Many banks are reluctant to take a risk on start-ups with no parent companies and even established small businesses. This leaves entrepreneurs with very little choice but to look for investors who are willing to back their ideas.
If you’re new to the world of start-ups and investing then the process can seem overwhelming. We won’t sugar coat things, it really can be overwhelming, even for those of us that have gone through it dozens of times. It can also be a time-consuming process and there is no guarantee of success.
So, why do so many people put themselves through this stressful process?
Well, it can have huge rewards – for both the business owner and their investors. Backing the right idea can lead to huge returns on investments. If you have a good idea for a business then it is very likely that someone out there will be willing to take a risk on you.
However, many people are unsuccessful in this process because they approach it in the wrong way. They either pitch to the wrong people, or they pitch way too early in the development process. Doing either of these can lead to instant rejection.
Even if you are successful in finding investors, you can also run into problems. Inexperienced entrepreneurs are often so desperate to find an investor that they take on the wrong type of investor.
Or even worse, they oversell the potential of their business and are left with a lot of angry investors who have lost money on them.
How can this guide help you?
This guide is going to help you streamline the process of finding investors for your business. It will help you to map out exactly what you need to do to be successful in this endeavor.
We will be talking you through the pros and cons of bringing on investors. We will be explaining the different types of investors that your business can take on. We will be looking at how to attract the right investors and what these investors will be looking for.
We will then be covering the most important part of this process – putting together a comprehensive business plan that wins your investors over.
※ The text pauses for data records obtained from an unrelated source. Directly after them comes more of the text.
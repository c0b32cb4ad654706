//! TestContext - temporary data directories for nodes under test
//!
//! Each context owns a unique temporary directory that is removed when the
//! context is dropped. Node fixtures place primary and replica data
//! directories underneath it.

use std::any::Any;
use std::path::{Path, PathBuf};
use tempfile::TempDir;

/// Owns a temporary directory and any resources registered for cleanup
///
/// # Example
///
/// ```rust,no_run
/// use nrtsearch_core::testing::TestContext;
///
/// let ctx = TestContext::new();
/// let primary_dir = ctx.subdir("primary");
/// // everything under ctx.path() is removed when ctx is dropped
/// ```
pub struct TestContext {
    temp_dir: TempDir,
    resources: Vec<Box<dyn Any>>,
}

impl TestContext {
    /// Create a context with a fresh, existing temporary directory
    pub fn new() -> Self {
        let temp_dir = TempDir::new().expect("Failed to create temporary directory");
        std::fs::create_dir_all(temp_dir.path()).expect("Failed to create test directory");

        Self {
            temp_dir,
            resources: Vec::new(),
        }
    }

    /// Root of the temporary directory
    pub fn path(&self) -> &Path {
        self.temp_dir.path()
    }

    /// Path of a named subdirectory (not created)
    pub fn subdir(&self, name: &str) -> PathBuf {
        self.temp_dir.path().join(name)
    }

    /// Keep `resource` alive until the context is dropped
    pub fn register<T: Any>(&mut self, resource: T) {
        self.resources.push(Box::new(resource));
    }
}

impl Default for TestContext {
    fn default() -> Self {
        Self::new()
    }
}

impl Drop for TestContext {
    fn drop(&mut self) {
        // resources go first, they may hold files inside the directory
        while let Some(resource) = self.resources.pop() {
            drop(resource);
        }
    }
}
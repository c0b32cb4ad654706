//! Segment file descriptors and manifests
//!
//! A manifest is the exact set of segment files making up one NRT point. It is
//! the wire contract between publisher and client: every `(name, length,
//! checksum)` tuple must round-trip unchanged for a transfer to be valid.

use serde::{Deserialize, Serialize};
use std::collections::BTreeMap;

/// Searcher version: strictly increasing per index, assigned on refresh
pub type Version = u64;

/// Immutable segment file descriptor
#[derive(Debug, Clone, PartialEq, Eq, Hash, Serialize, Deserialize)]
pub struct SegmentFile {
    /// File name, unique within the index
    pub name: String,
    /// Length in bytes
    pub length: u64,
    /// CRC32 of the complete file contents
    pub checksum: u32,
}

impl SegmentFile {
    /// Create a descriptor from file contents
    pub fn from_bytes(name: impl Into<String>, bytes: &[u8]) -> Self {
        Self {
            name: name.into(),
            length: bytes.len() as u64,
            checksum: crc32fast::hash(bytes),
        }
    }
}

/// Ordered set of segment files in an NRT point
#[derive(Debug, Clone, Default, PartialEq, Eq, Serialize, Deserialize)]
pub struct Manifest {
    files: Vec<SegmentFile>,
}

/// Files added to and removed from a manifest relative to an older one
#[derive(Debug, Clone, Default, PartialEq, Eq, Serialize, Deserialize)]
pub struct ManifestDelta {
    /// Present in the new manifest only
    pub added: Vec<SegmentFile>,
    /// Present in the old manifest only
    pub removed: Vec<SegmentFile>,
}

impl ManifestDelta {
    /// True when both manifests were identical
    pub fn is_empty(&self) -> bool {
        self.added.is_empty() && self.removed.is_empty()
    }

    /// Total bytes a receiver must fetch
    pub fn added_bytes(&self) -> u64 {
        self.added.iter().map(|f| f.length).sum()
    }
}

impl Manifest {
    /// Build a manifest, ordering files by name.
    ///
    /// A later descriptor with a duplicate name replaces the earlier one.
    pub fn new(files: impl IntoIterator<Item = SegmentFile>) -> Self {
        let by_name: BTreeMap<String, SegmentFile> =
            files.into_iter().map(|f| (f.name.clone(), f)).collect();
        Self {
            files: by_name.into_values().collect(),
        }
    }

    /// Empty manifest
    pub fn empty() -> Self {
        Self::default()
    }

    /// Files in name order
    pub fn files(&self) -> &[SegmentFile] {
        &self.files
    }

    /// Number of files
    pub fn len(&self) -> usize {
        self.files.len()
    }

    /// True when the manifest has no files
    pub fn is_empty(&self) -> bool {
        self.files.is_empty()
    }

    /// Look up a file by name
    pub fn get(&self, name: &str) -> Option<&SegmentFile> {
        self.files
            .binary_search_by(|f| f.name.as_str().cmp(name))
            .ok()
            .map(|idx| &self.files[idx])
    }

    /// True if the exact descriptor (name, length and checksum) is present
    pub fn contains(&self, file: &SegmentFile) -> bool {
        self.get(&file.name) == Some(file)
    }

    /// Total size of all files
    pub fn total_bytes(&self) -> u64 {
        self.files.iter().map(|f| f.length).sum()
    }

    /// Symmetric difference against an older manifest.
    ///
    /// A file whose name survives but whose length or checksum changed shows
    /// up in both lists.
    pub fn diff(&self, previous: &Manifest) -> ManifestDelta {
        let added = self
            .files
            .iter()
            .filter(|f| !previous.contains(f))
            .cloned()
            .collect();
        let removed = previous
            .files
            .iter()
            .filter(|f| !self.contains(f))
            .cloned()
            .collect();
        ManifestDelta { added, removed }
    }
}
We will talk you through how to pitch to investors before covering a few alternative forms of capital acquirement.
Most importantly this is a guide that is designed not just to get you an investor, but to help you find the right investor for your business.
Pros & Cons Of Business Investors
If you’re reading this guide, then you probably have your heart set on finding investors for your small business. We are not planning to try and talk you out of this. However, we want to share some of our experience of working with investors as a small business.
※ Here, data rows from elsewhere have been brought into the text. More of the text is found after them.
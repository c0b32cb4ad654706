//! Server configuration

use anyhow::Context;
use nrtsearch_core::config::{NodeConfig, Role, VersionWaitPolicy};
use serde::Deserialize;
use std::net::SocketAddr;
use std::path::{Path, PathBuf};
use std::time::Duration;

/// Default HTTP port
pub const DEFAULT_HTTP_PORT: u16 = 15480;

/// Server configuration
#[derive(Debug, Clone)]
pub struct Config {
    /// HTTP bind address
    pub addr: SocketAddr,
    /// Hosted index node
    pub node: NodeConfig,
}

impl Default for Config {
    fn default() -> Self {
        Self {
            addr: SocketAddr::from(([127, 0, 0, 1], DEFAULT_HTTP_PORT)),
            node: NodeConfig::default(),
        }
    }
}

/// Configuration file structure
#[derive(Debug, Default, Deserialize)]
struct ConfigFile {
    #[serde(default)]
    addr: Option<SocketAddr>,
    #[serde(default)]
    node: Option<NodeConfig>,
}

impl Config {
    /// Load configuration
    /// Priority: Environment variables > config file > defaults
    pub fn load(config_path: Option<&Path>) -> anyhow::Result<Self> {
        let mut config = match config_path {
            Some(path) => Self::from_file(path)?,
            None => Self::default(),
        };
        config.apply_overrides(|key| std::env::var(key).ok())?;
        config.node.validate()?;
        Ok(config)
    }

    /// Load a TOML configuration file
    pub fn from_file(path: impl AsRef<Path>) -> anyhow::Result<Self> {
        let path = path.as_ref();
        let content = std::fs::read_to_string(path)
            .with_context(|| format!("Failed to read config file {:?}", path))?;
        let config = Self::from_toml(&content)
            .with_context(|| format!("Failed to parse config file {:?}", path))?;
        tracing::info!("Loaded configuration from {:?}", path);
        Ok(config)
    }

    /// Parse TOML configuration; missing sections take their defaults
    pub fn from_toml(content: &str) -> anyhow::Result<Self> {
        let file: ConfigFile = toml::from_str(content)?;
        let defaults = Self::default();
        Ok(Self {
            addr: file.addr.unwrap_or(defaults.addr),
            node: file.node.unwrap_or(defaults.node),
        })
    }

    /// Apply `NRTSEARCH_*` overrides read through `lookup`
    pub fn apply_overrides(&mut self, lookup: impl Fn(&str) -> Option<String>) -> anyhow::Result<()> {
        if let Some(addr) = lookup("NRTSEARCH_ADDR") {
            self.addr = addr.parse().context("Invalid NRTSEARCH_ADDR")?;
        }
        if let Some(name) = lookup("NRTSEARCH_NODE_NAME") {
            self.node.node_name = name;
        }
        if let Some(index) = lookup("NRTSEARCH_INDEX") {
            self.node.index_name = index;
        }
        if let Some(role) = lookup("NRTSEARCH_ROLE") {
            self.node.role = match role.to_lowercase().as_str() {
                "primary" => Role::Primary,
                "replica" => Role::Replica,
                other => anyhow::bail!("Invalid NRTSEARCH_ROLE: {}", other),
            };
        }
        if let Some(data_dir) = lookup("NRTSEARCH_DATA_DIR") {
            self.node.data_dir = PathBuf::from(data_dir);
        }
        if let Some(addr) = lookup("NRTSEARCH_REPLICATION_ADDR") {
            self.node.replication.bind_addr =
                addr.parse().context("Invalid NRTSEARCH_REPLICATION_ADDR")?;
        }
        if let Some(addr) = lookup("NRTSEARCH_PRIMARY_ADDR") {
            self.node.replication.primary_addr =
                Some(addr.parse().context("Invalid NRTSEARCH_PRIMARY_ADDR")?);
        }
        if let Some(ms) = lookup("NRTSEARCH_REFRESH_INTERVAL_MS") {
            let ms: u64 = ms.parse().context("Invalid NRTSEARCH_REFRESH_INTERVAL_MS")?;
            self.node.replication.refresh_interval = (ms > 0).then(|| Duration::from_millis(ms));
        }
        if let Some(ms) = lookup("NRTSEARCH_POLL_INTERVAL_MS") {
            let ms: u64 = ms.parse().context("Invalid NRTSEARCH_POLL_INTERVAL_MS")?;
            self.node.replication.poll_interval = Duration::from_millis(ms);
        }
        if let Some(policy) = lookup("NRTSEARCH_WAIT_POLICY") {
            self.node.search.wait_policy = match policy.to_lowercase().as_str() {
                "fail" => VersionWaitPolicy::Fail,
                "wait" => VersionWaitPolicy::default(),
                other => anyhow::bail!("Invalid NRTSEARCH_WAIT_POLICY: {}", other),
            };
        }
        if let Some(ms) = lookup("NRTSEARCH_WAIT_TIMEOUT_MS") {
            let ms: u64 = ms.parse().context("Invalid NRTSEARCH_WAIT_TIMEOUT_MS")?;
            if let VersionWaitPolicy::Wait { timeout } = &mut self.node.search.wait_policy {
                *timeout = Duration::from_millis(ms);
            }
        }
        Ok(())
    }
}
While taking on investors can be the difference between a pipe dream and a fully-fledged small business. We think that entrepreneurs should take the time to educate themselves on some of the downsides of working with investors.
That way you will be completely aware of what you are getting yourself into.
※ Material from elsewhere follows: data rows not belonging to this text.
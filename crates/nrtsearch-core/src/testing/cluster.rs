//! Primary/replica fixtures over loopback TCP

use super::TestContext;
use crate::config::{NodeConfig, VersionWaitPolicy};
use crate::engine::{Document, IndexEngine};
use crate::node::IndexNode;
use crate::nrt::Version;
use crate::replication::ReplicationServer;
use crate::Result;
use std::net::SocketAddr;
use std::ops::Range;
use std::sync::Arc;
use std::time::Duration;
use tokio::task::JoinHandle;

/// Index name used by the fixtures
pub const TEST_INDEX: &str = "test_index";

/// A node with its replication endpoint serving on a background task
pub struct TestNode {
    /// The node
    pub node: Arc<IndexNode>,
    /// Its replication endpoint
    pub server: Arc<ReplicationServer>,
    task: JoinHandle<Result<()>>,
}

impl TestNode {
    /// Open a node over a [`crate::engine::SegmentEngine`] and start serving
    pub async fn start(config: NodeConfig) -> Result<Self> {
        Self::serve(IndexNode::open(config)?).await
    }

    /// Open a node over `engine` and start serving
    pub async fn start_with_engine(config: NodeConfig, engine: Arc<dyn IndexEngine>) -> Result<Self> {
        Self::serve(IndexNode::open_with_engine(config, engine)?).await
    }

    async fn serve(node: Arc<IndexNode>) -> Result<Self> {
        let bind_addr = node.config().replication.bind_addr;
        let server = Arc::new(ReplicationServer::bind(bind_addr, node.clone()).await?);
        let task = server.spawn();
        node.start_background();
        Ok(Self { node, server, task })
    }

    /// Bound replication address
    pub fn replication_addr(&self) -> SocketAddr {
        self.server.local_addr()
    }

    /// Stop serving and close the node
    pub async fn shutdown(self) -> Result<()> {
        self.server.stop();
        let _ = self.task.await;
        self.node.close().await
    }
}

/// Primary configuration rooted under `ctx`
pub fn primary_config(ctx: &TestContext, name: &str) -> NodeConfig {
    NodeConfig::primary(name, TEST_INDEX, ctx.subdir(name), loopback())
        .with_wait_policy(VersionWaitPolicy::Wait {
            timeout: Duration::from_secs(5),
        })
}

/// Replica configuration rooted under `ctx` with short timeouts
pub fn replica_config(ctx: &TestContext, name: &str, primary_addr: SocketAddr) -> NodeConfig {
    let mut config = NodeConfig::replica(name, TEST_INDEX, ctx.subdir(name), primary_addr)
        .with_poll_interval(Duration::from_millis(50))
        .with_wait_policy(VersionWaitPolicy::Wait {
            timeout: Duration::from_secs(5),
        });
    config.replication.bind_addr = loopback();
    config.replication.connect_timeout = Duration::from_secs(2);
    config.replication.read_timeout = Duration::from_secs(5);
    config.replication.transfer_timeout = Duration::from_secs(10);
    config.replication.initial_backoff = Duration::from_millis(20);
    config.replication.max_backoff = Duration::from_millis(200);
    config
}

fn loopback() -> SocketAddr {
    SocketAddr::from(([127, 0, 0, 1], 0))
}

/// Documents `doc-<n>` for `ids`, each with a `body` and a `group` field
pub fn sample_documents(ids: Range<usize>) -> Vec<Document> {
    ids.map(|i| {
        Document::new(format!("doc-{i}"))
            .with_field("body", format!("sample document number {i}"))
            .with_field("group", if i % 2 == 0 { "even" } else { "odd" })
    })
    .collect()
}

/// Poll until `node` serves at least `version`; false on timeout
pub async fn wait_for_version(node: &IndexNode, version: Version, timeout: Duration) -> bool {
    let deadline = tokio::time::Instant::now() + timeout;
    while node.current_version() < version {
        if tokio::time::Instant::now() >= deadline {
            return false;
        }
        tokio::time::sleep(Duration::from_millis(10)).await;
    }
    true
}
An investor is someone who provides capital in exchange for partial ownership in a business. If the business has any financial struggles later down the line, they can take on new investors or trade ownership for more capital from their current investors.
This type of investment not be confused with or treated as a loan.
The pros of taking on investors
Many of us don’t have the capital that is required to launch a small business. Taking on investors can be a better option for many of us when compared to taking on bank loans.
Having investors backing you can remove a significant amount of financial pressure and give you time to establish your brand. Bank loans require repayment no matter how well the business is doing.
Many small businesses with loans are unable to reach their full potential before running out of capital. Taking loans out can also stifle growth in the long run particularly if your business has high overheads.
Investors take a share of the profits, rather than eating into any form of money made like loan repayments do. Investors also do not charge interest.
Investors take a risk when investing in companies. If you take out a loan you will have to repay it whether your company is successful or not. Investments are not required to be repaid if the business fails.
A silent investor is a name the industry uses to refer to as investors who want to fund the company but who have no interest in getting involved in the day-to-day running of your business. Many businesses thrive with the help of silent investors.
The cons of taking on investors
While this system does have many positives, the process is not always smooth sailing. Taking on investors can have some real downsides, especially for inexperienced business owners.
Many businesses are not able to find silent investors, this can result in the company being put under a lot of pressure to produce growth.